I am a poor tourist. When I went to Barcelona a few months ago, I did not visit the Sagrada Familia, Park Güell or Casa Milà. I did not book tickets in advance and I did not want to wait in a line to purchase them. In addition, I do not really like crowds and crowded places, and in the end, I preferred to go hiking on the trails of the Parc Natural de la Serra de Collserola rather than visit one of the city’s most famous tourist attractions.
But as Gaudí is the darling of Barcelona, I admit that I felt a little bad to visit the city without seeing one of the works of the Catalan architect. In the end, I decided to visit Palau Güell, one of Gaudí’s first major works, before leaving Barcelona.
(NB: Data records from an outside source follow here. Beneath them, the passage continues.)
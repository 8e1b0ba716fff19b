//! # atrium-client
//!
//! Leptos + WASM frontend implementing the client side of the Atrium
//! account flow: login, registration, password change, and profile viewing.
//!
//! The session (token + user) lives in a single context-provided handle,
//! persists to `localStorage` as one serialized record, and is re-verified
//! against the auth API on a 15-minute timer plus whenever the token
//! changes. See `state::session` and `net::validator`.

pub mod app;
pub mod components;
pub mod net;
pub mod pages;
pub mod state;
pub mod util;

/// Browser entry point: install panic/log hooks and hydrate the app.
#[cfg(feature = "hydrate")]
#[wasm_bindgen::prelude::wasm_bindgen]
pub fn hydrate() {
    console_error_panic_hook::set_once();
    let _ = console_log::init_with_level(log::Level::Info);
    leptos::mount::hydrate_body(app::App);
}
//! Authenticated landing page.

use leptos::prelude::*;
use leptos_router::hooks::use_navigate;

use crate::state::session::Session;
use crate::util::auth::install_unauth_redirect;

/// Home page — greets the signed-in user and links to account actions.
/// Redirects to `/login` when unauthenticated.
#[component]
pub fn HomePage() -> impl IntoView {
    let session = expect_context::<Session>();
    install_unauth_redirect(session, use_navigate());

    let greeting = move || {
        session
            .state()
            .get()
            .user
            .map_or_else(String::new, |u| format!("Welcome, {}", u.name))
    };
    let validating = move || session.state().get().loading;

    view! {
        <div class="home-page">
            <h1>{greeting}</h1>
            <Show when=validating>
                <p class="home-page__status">"Checking session..."</p>
            </Show>
            <div class="home-page__links">
                <a href="/profile" class="btn">"View profile"</a>
                <a href="/change-password" class="btn">"Change password"</a>
            </div>
        </div>
    }
}
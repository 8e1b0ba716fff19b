//! Login page with email + password form.

#[cfg(test)]
#[path = "login_test.rs"]
mod login_test;

use leptos::prelude::*;
use leptos_router::NavigateOptions;
use leptos_router::hooks::use_navigate;

use crate::components::error_banner::ErrorBanner;
use crate::state::session::Session;

/// Trim and require both credentials before any network call.
fn validate_login_input(email: &str, password: &str) -> Result<(String, String), &'static str> {
    let email = email.trim();
    if email.is_empty() {
        return Err("Enter your email.");
    }
    if password.is_empty() {
        return Err("Enter your password.");
    }
    Ok((email.to_owned(), password.to_owned()))
}

/// Login page — posts credentials to the auth API and stores the issued
/// token in the session. Already-authenticated visitors go straight home.
#[component]
pub fn LoginPage() -> impl IntoView {
    let session = expect_context::<Session>();
    let navigate = use_navigate();

    Effect::new(move || {
        if session.state().get().is_authenticated() {
            navigate("/", NavigateOptions::default());
        }
    });

    let email = RwSignal::new(String::new());
    let password = RwSignal::new(String::new());
    let error = RwSignal::new(None::<String>);
    let busy = RwSignal::new(false);

    let on_submit = move |ev: leptos::ev::SubmitEvent| {
        ev.prevent_default();
        if busy.get() {
            return;
        }
        let (email_value, password_value) =
            match validate_login_input(&email.get(), &password.get()) {
                Ok(values) => values,
                Err(msg) => {
                    error.set(Some(msg.to_owned()));
                    return;
                }
            };
        busy.set(true);
        error.set(None);

        #[cfg(feature = "hydrate")]
        leptos::task::spawn_local(async move {
            match crate::net::api::login(&email_value, &password_value).await {
                Ok(outcome) => {
                    if session.login(&outcome.token, &outcome.user) {
                        if let Some(window) = web_sys::window() {
                            let _ = window.location().set_href("/");
                        }
                    } else {
                        error.set(Some("Login response was malformed.".to_owned()));
                        busy.set(false);
                    }
                }
                Err(e) => {
                    error.set(Some(e));
                    busy.set(false);
                }
            }
        });
        #[cfg(not(feature = "hydrate"))]
        {
            let _ = (email_value, password_value);
            busy.set(false);
        }
    };

    view! {
        <div class="auth-page">
            <div class="auth-card">
                <h1>"Atrium"</h1>
                <p class="auth-card__subtitle">"Sign in to your account"</p>
                <ErrorBanner error=error/>
                <form class="auth-form" on:submit=on_submit>
                    <input
                        class="auth-input"
                        type="email"
                        placeholder="you@example.com"
                        prop:value=move || email.get()
                        on:input=move |ev| email.set(event_target_value(&ev))
                    />
                    <input
                        class="auth-input"
                        type="password"
                        placeholder="Password"
                        prop:value=move || password.get()
                        on:input=move |ev| password.set(event_target_value(&ev))
                    />
                    <button class="auth-button" type="submit" disabled=move || busy.get()>
                        {move || if busy.get() { "Signing in..." } else { "Sign In" }}
                    </button>
                </form>
                <p class="auth-card__footer">
                    "No account yet? "
                    <a href="/register">"Register"</a>
                </p>
            </div>
        </div>
    }
}
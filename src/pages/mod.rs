//! Page modules for route-level screens.
//!
//! ARCHITECTURE
//! ============
//! Each page owns route-scoped orchestration (validation, API calls,
//! session mutation) and delegates shared rendering to `components`.

pub mod change_password;
pub mod home;
pub mod login;
pub mod profile;
pub mod register;
use super::admin::AdminApi;
use super::http::TokenStore;
use super::session::{AdminSession, SummaryPoller};
use std::sync::Arc;
use std::time::Duration;

pub const LOGIN_PATH: &str = "/admin/login";

/// Outcome of a protected-route check.
#[derive(Debug, Clone, PartialEq, Eq)]
pub enum GuardDecision {
    Allow,
    Redirect(&'static str),
}

/// Keeps unauthenticated visitors out of `/admin/*` (login excepted).
#[derive(Debug, Clone)]
pub struct AuthGuard {
    tokens: TokenStore,
}

impl AuthGuard {
    pub fn new(tokens: TokenStore) -> Self {
        Self { tokens }
    }

    pub fn is_protected(path: &str) -> bool {
        let path = path.trim_end_matches('/');
        (path == "/admin" || path.starts_with("/admin/")) && path != LOGIN_PATH
    }

    pub fn check(&self, path: &str) -> GuardDecision {
        if Self::is_protected(path) && !self.tokens.is_authenticated() {
            tracing::debug!(path, "no token, redirecting to login");
            GuardDecision::Redirect(LOGIN_PATH)
        } else {
            GuardDecision::Allow
        }
    }
}

/// A mounted admin area: the session plus its running summary poller.
/// Dropping it is the admin-area unmount.
pub struct AdminArea {
    pub session: Arc<AdminSession>,
    pub poller: SummaryPoller,
}

/// Enters the admin area at `path`.
///
/// The guard runs first, so an unauthenticated visit issues no request at
/// all and yields the login redirect instead.
pub async fn enter_admin_area(
    api: &AdminApi,
    path: &str,
    poll_interval: Duration,
) -> Result<AdminArea, GuardDecision> {
    match AuthGuard::new(api.client().tokens().clone()).check(path) {
        GuardDecision::Allow => {}
        redirect => return Err(redirect),
    }

    let session = AdminSession::new(api.clone());
    let poller = session.mount(poll_interval).await;

    Ok(AdminArea { session, poller })
}
/// Current time at the millisecond precision the timestamp columns hold.
fn now_millis() -> DateTime<Utc> {
    Utc::now().trunc_subsecs(3)
}

fn millis_to_datetime(ms: i64) -> Result<DateTime<Utc>> {
    DateTime::from_timestamp_millis(ms)
        .ok_or_else(|| AppError::Database(format!("Invalid timestamp: {}", ms)))
}

fn decode_json<T: serde::de::DeserializeOwned>(raw: &str) -> Result<T> {
    serde_json::from_str(raw).map_err(|e| AppError::Database(format!("Corrupt record: {}", e)))
}

fn encode_json<T: serde::Serialize>(value: &T) -> Result<String> {
    serde_json::to_string(value).map_err(|e| AppError::Internal(e.to_string()))
}
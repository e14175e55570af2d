//! API request handlers.
//!
//! This module contains all HTTP request handlers organized by functionality.

/// Admin user management.
pub mod admins;
/// Login, token verification and session notices.
pub mod auth;
/// Dashboard summary.
pub mod dashboard;
/// Learning journey phases.
pub mod learning_journey;
/// Contact form and admin inbox.
pub mod messages;
/// Admin notifications.
pub mod notifications;
/// Projects CRUD.
pub mod projects;
/// Status and health.
pub mod public;
/// Cross-section text search.
pub mod search;
/// Whole-document sections, generic over the section type.
pub mod sections;
/// Skills by category.
pub mod skills;
/// Resume upload.
pub mod upload;
use crate::{
    api::extract::AppJson,
    auth::middleware::AuthAdmin,
    types::{ApiResponse, AppError, FieldError, Project, ProjectDraft, ProjectUpdate, Result},
    AppState,
};
use axum::{
    extract::{Path, State},
    Json,
};

fn not_found(id: &str) -> AppError {
    AppError::NotFound(format!("Project '{}' not found", id))
}

/// All projects, newest first
pub async fn list_projects(State(state): State<AppState>) -> Result<Json<ApiResponse<Vec<Project>>>> {
    Ok(Json(ApiResponse::list(state.store.list_projects().await?)))
}

pub async fn create_project(
    State(state): State<AppState>,
    AuthAdmin(claims): AuthAdmin,
    AppJson(draft): AppJson<ProjectDraft>,
) -> Result<Json<ApiResponse<Project>>> {
    draft.validate()?;

    let project = state.store.create_project(draft).await?;
    tracing::info!(admin = %claims.sub, id = %project.id, "project created");

    let id = project.id.clone();
    Ok(Json(
        ApiResponse::ok(project)
            .with_message("Project created successfully")
            .with_id(id),
    ))
}

/// Partial update: only the fields present in the body change
pub async fn update_project(
    State(state): State<AppState>,
    AuthAdmin(claims): AuthAdmin,
    Path(id): Path<String>,
    AppJson(update): AppJson<ProjectUpdate>,
) -> Result<Json<ApiResponse<Project>>> {
    if update.is_empty() {
        return Err(AppError::InvalidInput("No fields to update".to_string()));
    }
    if update.title.as_deref().is_some_and(|t| t.trim().is_empty()) {
        return Err(FieldError::new("title", "field required").into());
    }

    let project = state
        .store
        .update_project(&id, update)
        .await?
        .ok_or_else(|| not_found(&id))?;
    tracing::info!(admin = %claims.sub, %id, "project updated");

    Ok(Json(
        ApiResponse::ok(project).with_message("Project updated successfully"),
    ))
}

pub async fn delete_project(
    State(state): State<AppState>,
    AuthAdmin(claims): AuthAdmin,
    Path(id): Path<String>,
) -> Result<Json<ApiResponse<()>>> {
    if !state.store.delete_project(&id).await? {
        return Err(not_found(&id));
    }
    tracing::info!(admin = %claims.sub, %id, "project deleted");

    Ok(Json(ApiResponse::done("Project deleted successfully")))
}
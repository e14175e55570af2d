//! Init command implementation
//!
//! Scaffolds a new Folio site: `folio.toml`, `.env.example`, `.gitignore` and
//! the data and upload directories.

use super::output::{Mark, Output};
use std::fs;
use std::path::Path;

/// Result of the init operation
pub enum InitResult {
    /// Initialization completed successfully
    Success,
    /// Project already exists (folio.toml found)
    AlreadyExists,
    /// An error occurred during initialization
    Error(String),
}

/// Configuration for the init command
pub struct InitConfig {
    /// Directory to initialize
    pub path: std::path::PathBuf,
    /// Overwrite existing files
    pub force: bool,
    /// Host address for the server
    pub host: String,
    /// Port for the server
    pub port: u16,
}

/// Run the init command
pub fn run(config: InitConfig, output: &Output) -> InitResult {
    output.banner();
    output.section("Initializing Folio site");

    let base_path = &config.path;

    let config_path = base_path.join("folio.toml");
    if config_path.exists() && !config.force {
        output.status(Mark::Warn, "folio.toml already exists, pass --force to overwrite it");
        return InitResult::AlreadyExists;
    }

    for dir in ["data", "uploads"] {
        let dir_path = base_path.join(dir);
        if !dir_path.exists() {
            if let Err(e) = fs::create_dir_all(&dir_path) {
                output.status(Mark::Fail, &format!("Failed to create {}: {}", dir, e));
                return InitResult::Error(e.to_string());
            }
            output.path(Mark::Done, "directory", dir);
        } else {
            output.path(Mark::Skip, "directory", &format!("{} (already exists)", dir));
        }
    }

    let toml_content = generate_folio_toml(&config);
    if let Err(e) = write_file(&config_path, &toml_content, config.force) {
        output.status(Mark::Fail, &format!("Failed to create folio.toml: {}", e));
        return InitResult::Error(e.to_string());
    }
    output.path(Mark::Done, "config", "folio.toml");

    let env_example_path = base_path.join(".env.example");
    if let Err(e) = write_file(&env_example_path, &generate_env_example(), config.force) {
        output.status(Mark::Fail, &format!("Failed to create .env.example: {}", e));
        return InitResult::Error(e.to_string());
    }
    output.path(Mark::Done, "env", ".env.example");

    let gitignore_path = base_path.join(".gitignore");
    if !gitignore_path.exists() {
        if let Err(e) = write_file(&gitignore_path, &generate_gitignore(), false) {
            output.status(Mark::Warn, &format!("Failed to create .gitignore: {}", e));
        } else {
            output.path(Mark::Done, "file", ".gitignore");
        }
    }

    output.section("Next steps");
    output.step(
        1,
        "Set JWT_SECRET (min 32 chars) and ADMIN_PASSWORD:",
        &["cp .env.example .env"],
    );
    output.step(2, "Start the server:", &["folio-server"]);
    println!();
    output.status(
        Mark::Note,
        &format!(
            "API at http://{}:{}/api, admin login at /api/admin/login",
            config.host, config.port
        ),
    );

    InitResult::Success
}

fn write_file(path: &Path, content: &str, force: bool) -> std::io::Result<()> {
    if path.exists() && !force {
        return Ok(());
    }
    fs::write(path, content)
}

fn generate_folio_toml(config: &InitConfig) -> String {
    format!(
        r#"# Folio configuration
# Secrets are read from the environment variables named here, never from this file.

[server]
host = "{host}"
port = {port}
log_level = "info"
# "pretty" or "json"
log_format = "pretty"

[auth]
jwt_secret_env = "JWT_SECRET"
# Token lifetime in seconds
jwt_expiry = 86400
# Owner account created on first start
admin_username = "admin"
admin_password_env = "ADMIN_PASSWORD"

[database]
# Local file, or ":memory:"
url = "./data/folio.db"
# Write the sample portfolio when the database is empty
seed_on_start = true

[uploads]
dir = "./uploads"
max_bytes = 10485760

[client]
base_url = "http://{host}:{port}"
# Dashboard summary refresh interval
poll_interval_ms = 3000
timeout_secs = 10
"#,
        host = config.host,
        port = config.port,
    )
}

fn generate_env_example() -> String {
    r#"# Folio Environment Variables
# ===========================
# Copy this file to .env and fill in the values.

# REQUIRED: JWT secret for admin tokens (minimum 32 characters)
# Generate with: openssl rand -base64 32
JWT_SECRET=change-me-in-production-use-at-least-32-characters

# Initial password of the owner account (only used when it does not exist yet)
ADMIN_PASSWORD=change-me-too

# Optional: Logging level (trace, debug, info, warn, error)
RUST_LOG=info,folio=debug
"#
    .to_string()
}

fn generate_gitignore() -> String {
    r#"# Folio Generated Files
/data/
/uploads/
*.db
*.db-journal

# Environment
.env
.env.local
.env.*.local

# Rust
/target/

# OS
.DS_Store
Thumbs.db
"#
    .to_string()
}
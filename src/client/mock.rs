//! Bundled content shown to visitors when the backend cannot be reached.
//!
//! It is the same sample portfolio the server seeds, so a fresh install and an
//! offline page look alike.

use crate::db::seed;
use crate::types::{
    ContactSection, Education, Experience, Experiments, Footer, GrowthMindset, LearningPhase,
    Profile, Project, SkillsByCategory,
};
use chrono::{DateTime, Utc};

pub fn profile() -> Profile {
    seed::sample_profile()
}

pub fn skills() -> SkillsByCategory {
    seed::sample_skills()
}

pub fn projects() -> Vec<Project> {
    let epoch = DateTime::<Utc>::UNIX_EPOCH;
    seed::sample_projects()
        .into_iter()
        .enumerate()
        .map(|(i, draft)| Project {
            id: format!("mock-project-{}", i + 1),
            title: draft.title,
            description: draft.description,
            status: draft.status,
            image: draft.image,
            live_url: draft.live_url,
            github_url: draft.github_url,
            technologies: draft.technologies,
            created_at: epoch,
            updated_at: epoch,
        })
        .collect()
}

pub fn education() -> Education {
    seed::sample_education()
}

pub fn experience() -> Experience {
    seed::sample_experience()
}

pub fn learning_journey() -> Vec<LearningPhase> {
    seed::sample_learning_journey()
        .into_iter()
        .map(|draft| LearningPhase {
            id: format!("mock-phase-{}", draft.order),
            phase: draft.phase,
            skills: draft.skills,
            status: draft.status,
            order: draft.order,
        })
        .collect()
}

pub fn growth_mindset() -> GrowthMindset {
    seed::sample_growth_mindset()
}

pub fn experiments() -> Experiments {
    seed::sample_experiments()
}

pub fn contact_section() -> ContactSection {
    seed::sample_contact_section()
}

pub fn footer() -> Footer {
    seed::sample_footer()
}
impl AdminCreate {
    pub fn validate(&self) -> Result<(), FieldError> {
        if self.username.trim().is_empty() {
            return Err(FieldError::new("username", "field required"));
        }
        if self.name.trim().is_empty() {
            return Err(FieldError::new("name", "field required"));
        }
        if self.password.len() < 8 {
            return Err(FieldError::new(
                "password",
                "ensure this value has at least 8 characters",
            ));
        }
        Ok(())
    }
}

// ============= Dashboard & Search =============

/// Counts shown on the dashboard and in the header badges. Missing counts
/// read as zero.
#[derive(Debug, Clone, Default, PartialEq, Serialize, Deserialize)]
#[serde(default)]
pub struct DashboardSummary {
    pub project_count: u64,
    pub message_count: u64,
    pub unread_message_count: u64,
    pub skill_category_count: u64,
    pub unread_notification_count: u64,
    pub recent_messages: Vec<ContactMessage>,
}

/// Matches grouped per section.
#[derive(Debug, Clone, Default, PartialEq, Serialize, Deserialize)]
pub struct SearchResults {
    #[serde(default)]
    pub profile: Vec<Value>,
    #[serde(default)]
    pub projects: Vec<Value>,
    #[serde(default)]
    pub skills: Vec<Value>,
    #[serde(default)]
    pub education: Vec<Value>,
    #[serde(default)]
    pub experience: Vec<Value>,
    #[serde(default)]
    pub learning_journey: Vec<Value>,
    #[serde(default)]
    pub growth_mindset: Vec<Value>,
    #[serde(default)]
    pub experiments: Vec<Value>,
    #[serde(default)]
    pub contact: Vec<Value>,
    #[serde(default)]
    pub footer: Vec<Value>,
}

impl SearchResults {
    pub fn is_empty(&self) -> bool {
        self.profile.is_empty()
            && self.projects.is_empty()
            && self.skills.is_empty()
            && self.education.is_empty()
            && self.experience.is_empty()
            && self.learning_journey.is_empty()
            && self.growth_mindset.is_empty()
            && self.experiments.is_empty()
            && self.contact.is_empty()
            && self.footer.is_empty()
    }
}
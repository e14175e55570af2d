//! CLI module for Folio
//!
//! Provides command-line interface parsing for the folio-server binary.
//! Uses clap for argument parsing and owo-colors for colored terminal output.

pub mod init;
pub mod output;

use clap::{Parser, Subcommand};
use std::path::PathBuf;

/// Folio - portfolio content server
///
/// Serves the portfolio sections over a REST API and backs the admin panel
/// that edits them.
#[derive(Parser, Debug)]
#[command(
    name = "folio-server",
    author = "Folio Maintainers <dev@folio-cms.dev>",
    version,
    about = "Folio - portfolio content server with an admin API",
    long_about = "Serves a personal portfolio (profile, skills, projects, education,\n\
                  experience, learning journey and more) over a REST API, with JWT-protected\n\
                  admin endpoints for editing it.\n\n\
                  Run without arguments to start the server, or use 'init' to scaffold a new site.",
    after_help = "EXAMPLES:\n    \
                  folio-server init                 # Scaffold folio.toml and .env.example\n    \
                  folio-server                      # Start the server (requires folio.toml)\n    \
                  folio-server seed --dry-run       # Print the sample content\n    \
                  folio-server create-admin editor  # Add an admin account\n    \
                  folio-server --config site.toml   # Use a custom config file"
)]
pub struct Cli {
    /// Path to the configuration file
    #[arg(short, long, default_value = "folio.toml", global = true)]
    pub config: PathBuf,

    /// Enable verbose output
    #[arg(short, long, global = true)]
    pub verbose: bool,

    /// Disable colored output
    #[arg(long, global = true)]
    pub no_color: bool,

    /// Subcommand to execute
    #[command(subcommand)]
    pub command: Option<Commands>,
}

/// Available CLI subcommands
#[derive(Subcommand, Debug)]
pub enum Commands {
    /// Start the server (the default)
    Serve,

    /// Scaffold folio.toml, .env.example and the data directories
    Init {
        /// Directory to initialize (defaults to current directory)
        #[arg(default_value = ".")]
        path: PathBuf,

        /// Overwrite existing files without prompting
        #[arg(short, long)]
        force: bool,

        /// Host address for the server
        #[arg(long, default_value = "127.0.0.1")]
        host: String,

        /// Port for the server
        #[arg(long, default_value = "8001")]
        port: u16,
    },

    /// Load the sample portfolio into an empty database
    Seed {
        /// Print the sample content as JSON instead of writing it
        #[arg(long)]
        dry_run: bool,
    },

    /// Create an additional admin account
    CreateAdmin {
        /// Login name
        username: String,

        /// Display name (defaults to the username)
        #[arg(long)]
        name: Option<String>,

        /// Password; read from the environment when not given
        #[arg(long, env = "FOLIO_NEW_ADMIN_PASSWORD", hide_env_values = true)]
        password: String,
    },

    /// Show configuration information
    Config {
        /// Show the full configuration
        #[arg(short = 'f', long)]
        full: bool,

        /// Validate the configuration file
        #[arg(long)]
        validate: bool,
    },
}

impl Cli {
    /// Parse CLI arguments
    pub fn parse_args() -> Self {
        Self::parse()
    }
}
Antoni Gaudí was a Catalan architect known for his modernist style. At the beginning of his career, his works were noticed by Eusebi Güell, a rich industrialist from Barcelona, who became his patron and commissioned him various projects.
Among these, the Palau Güell, which was to serve as a family residence for Güell. Built between 1886 and 1891, the palace is located on a street adjacent to La Rambla and Gaudí had to deal with limited space right in downtown Barcelona. He therefore introduced new concepts of space and light, making the Palau Güell a residence like none other.
The interior of the Palau Güell is dark and somewhat austere, but the wealth of detail in each room is impressive. The central hall, around which the residence is built, is simply breathtaking. Four stories high, it is dominated by a parabolic dome where small openings allow light to enter and are used for ventilation.
The effect is striking, it almost feels like standing under a starry sky …
Although the Palau Güell was one of Gaudí’s first major works, you can already see what will eventually make the architect famous worldwide: an attention to detail, the integration of multiple decorative elements, the use of special techniques such as woodworks, ceramics and glassware and the use of particular geometric surfaces, often inspired by nature.
The Güell family lived in the residence for 20 years, before moving to the famous Park Güell. The residence has been preserved as is and in 1984 the Palau Güell was added to the UNESCO World Heritage list along with other architectural works by Gaudí.
The visit is done with the help of an audio guide (available in several languages). The audio guide is particularly useful because there are so many details in each room that some could easily go unnoticed. I do not know much about architecture, so the visit was highly informative.
All that ends with what is undoubtedly the highlight of the visit: the rooftop of the palace, which boasts 20 chimneys typical of Gaudí’s style. I was lucky, I was able to walk almost alone between these large colorful chimneys while the sun was setting slowly on Barcelona.
Another plus for me: there was no queue at the entrance at the time of my visit and the entrance ticket is half the price of ticket for Casa Milà or Casa Batlló. A nice way for me to explore the world of Gaudí without having to face hordes of tourists!